When 2FA is enabled and mandatory for an Xplan site and basic authentication is needed to authenticate to Xplan's API
we will need to pass the One Time Password (OTP) along with the username and password in the
Authorization header. The password and the OTP are separated by \n\r\t\u0007. So the Authorization header
value will be Basic Base64EncodedString where the Base64EncodedString is the Base64 encoded string of the username, password and OTP in the
format USER:PASSWORD\n\r\t\u0007OTP.
USER = dummy-user
PASSWORD = dummy-pwd
OTP Secret = MR2W23LZFVXXI4C7ONSWG4TFOQ
OTP = 109885
String for Base64 encoding = dummy-user:dummy-pwd\n\r\t\u0007109885
Base64 Encoded String = ZHVtbXktdXNlcjpkdW1teS1wd2QKDQkHMTA5ODg1
Authorization Header = Basic ZHVtbXktdXNlcjpkdW1teS1wd2QKDQkHMTA5ODg1
Note: Once a session has been established please use the Cookies returned
(which will have the XPLANID session cookie) instead of the Authorization header.

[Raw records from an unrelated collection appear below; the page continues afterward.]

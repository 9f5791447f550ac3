//! # Exception Handlers
//!
//! Maps handler failures to reply messages. A [`HandlerError`] names its
//! failure kind plus a declared ancestry chain ordered most specific first;
//! lookup walks that chain and selects the first registered handler, so
//! precedence is deterministic and independent of registration order.

use serde_json::Value;
use std::fmt;
use std::sync::Arc;

use crate::messaging::Message;

/// Well-known failure kinds produced by the dispatch core itself
pub mod error_kinds {
    /// Payload could not be deserialized into the handler's command type
    pub const PAYLOAD_CONVERSION: &str = "PayloadConversion";
    /// Lock target could not be acquired within the configured window
    pub const LOCK_TIMEOUT: &str = "LockTimeout";
    /// Lock store failed outside the timeout path
    pub const LOCK_STORE: &str = "LockStore";
    /// Internal dispatch defect
    pub const INTERNAL: &str = "Internal";
}

/// A failure raised during command handling
///
/// The typed replacement for an exception-class hierarchy: `kind` is the
/// concrete failure tag, `ancestry` lists the broader failure families it
/// belongs to, ordered most specific first.
#[derive(Debug, Clone)]
pub struct HandlerError {
    kind: String,
    ancestry: Vec<String>,
    message: String,
    details: Option<Value>,
}

impl HandlerError {
    pub fn new(kind: impl Into<String>, message: impl Into<String>) -> Self {
        Self {
            kind: kind.into(),
            ancestry: Vec::new(),
            message: message.into(),
            details: None,
        }
    }

    /// Internal dispatch defect, never expected during normal operation
    pub fn internal(message: impl Into<String>) -> Self {
        Self::new(error_kinds::INTERNAL, message)
    }

    /// Declare the broader failure families this error belongs to,
    /// most specific first
    pub fn with_ancestry<I, S>(mut self, ancestry: I) -> Self
    where
        I: IntoIterator<Item = S>,
        S: Into<String>,
    {
        self.ancestry = ancestry.into_iter().map(Into::into).collect();
        self
    }

    /// Attach structured detail for exception handlers to inspect
    pub fn with_details(mut self, details: Value) -> Self {
        self.details = Some(details);
        self
    }

    pub fn kind(&self) -> &str {
        &self.kind
    }

    pub fn message(&self) -> &str {
        &self.message
    }

    pub fn details(&self) -> Option<&Value> {
        self.details.as_ref()
    }

    /// The kind followed by the declared ancestry, most specific first
    pub fn kind_chain(&self) -> impl Iterator<Item = &str> {
        std::iter::once(self.kind.as_str()).chain(self.ancestry.iter().map(String::as_str))
    }
}

impl fmt::Display for HandlerError {
    fn fmt(&self, f: &mut fmt::Formatter<'_>) -> fmt::Result {
        write!(f, "{}: {}", self.kind, self.message)
    }
}

impl std::error::Error for HandlerError {}

/// Function mapping a failure to its reply messages
pub type ExceptionHandlerFn = dyn Fn(&HandlerError) -> Vec<Message> + Send + Sync;

/// Registered mapping from one failure kind to a reply producer
#[derive(Clone)]
pub struct ExceptionHandler {
    error_kind: String,
    invoker: Arc<ExceptionHandlerFn>,
}

impl ExceptionHandler {
    pub fn new(
        error_kind: impl Into<String>,
        invoker: impl Fn(&HandlerError) -> Vec<Message> + Send + Sync + 'static,
    ) -> Self {
        Self {
            error_kind: error_kind.into(),
            invoker: Arc::new(invoker),
        }
    }

    pub fn error_kind(&self) -> &str {
        &self.error_kind
    }

    /// Produce the replies for a failure
    pub fn invoke(&self, error: &HandlerError) -> Vec<Message> {
        (self.invoker)(error)
    }
}

impl fmt::Debug for ExceptionHandler {
    fn fmt(&self, f: &mut fmt::Formatter<'_>) -> fmt::Result {
        f.debug_struct("ExceptionHandler")
            .field("error_kind", &self.error_kind)
            .finish()
    }
}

For login using 2FA please see the class iress.xplan.api.ResourcefulAPIBasicAuth in iress/xplan/api.py.
Please use the community document
Two-factor Authentication
to set up 2FA and please select Software Token. Use the Secret Key provided for the OTP Secret.
Important Note: Please keep the Secret Key secure as this is the shared secret used to generate an OTP, if this
is compromised please generate a new one. This should only be used for backend applications that have their own
service account. Front-end apps should use oauth.